EXERCISE DIRECTIONS -
Using the records below, repeat exactly the lines from the one holding "which produces authenticated" through the one holding "Re-exports for convenience", both ends included, and no others.

(Beginning of RECORD EXCERPTS)

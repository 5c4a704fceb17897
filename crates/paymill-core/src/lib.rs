//! # paymill-core
//!
//! I/O-free building blocks of the Paymill client.
//!
//! This crate provides:
//! - `Params` and one-level parameter flattening (`client[email]=...`)
//! - `Endpoint`, the fixed table of resources and operations
//! - `RequestBuilder`, which produces authenticated `PreparedRequest`s
//! - `normalize` and `ResponseBuffer`, which turn a status and body into a
//!   JSON value or a `PaymillError`
//! - the static response code table in `codes`
//!
//! ## Example
//!
//! ```rust
//! use paymill_core::{Endpoint, Operation, Params, RequestBuilder, Resource};
//!
//! let builder = RequestBuilder::new("private-key", "v2.1");
//! let endpoint = Endpoint::new(Resource::Transactions, Operation::List).unwrap();
//! let request = builder
//!     .endpoint(endpoint, None, Params::new().with("count", 5))
//!     .unwrap();
//!
//! assert_eq!(request.path, "/v2.1/transactions?count=5");
//! ```

pub mod codes;
pub mod endpoint;
pub mod error;
pub mod params;
pub mod request;
pub mod response;

// Re-exports for convenience
pub use codes::{is_success_code, message_for, response_code, StatusKind};
pub use endpoint::{encode_segment, require_id, validate_id, Endpoint, HttpMethod, Operation, Resource};
pub use error::{PaymillError, PaymillResult};
pub use params::{ParamValue, Params};
pub use request::{basic_auth_header, PreparedRequest, RequestBuilder, DEFAULT_API_VERSION};
pub use response::{normalize, Envelope, ResponseBuffer};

(End of RECORD EXCERPTS)

EXPECTED ANSWER -
//! - `RequestBuilder`, which produces authenticated `PreparedRequest`s
//! - `normalize` and `ResponseBuffer`, which turn a status and body into a
//!   JSON value or a `PaymillError`
//! - the static response code table in `codes`
//!
//! ## Example
//!
//! ```rust
//! use paymill_core::{Endpoint, Operation, Params, RequestBuilder, Resource};
//!
//! let builder = RequestBuilder::new("private-key", "v2.1");
//! let endpoint = Endpoint::new(Resource::Transactions, Operation::List).unwrap();
//! let request = builder
//!     .endpoint(endpoint, None, Params::new().with("count", 5))
//!     .unwrap();
//!
//! assert_eq!(request.path, "/v2.1/transactions?count=5");
//! ```

pub mod codes;
pub mod endpoint;
pub mod error;
pub mod params;
pub mod request;
pub mod response;

// Re-exports for convenience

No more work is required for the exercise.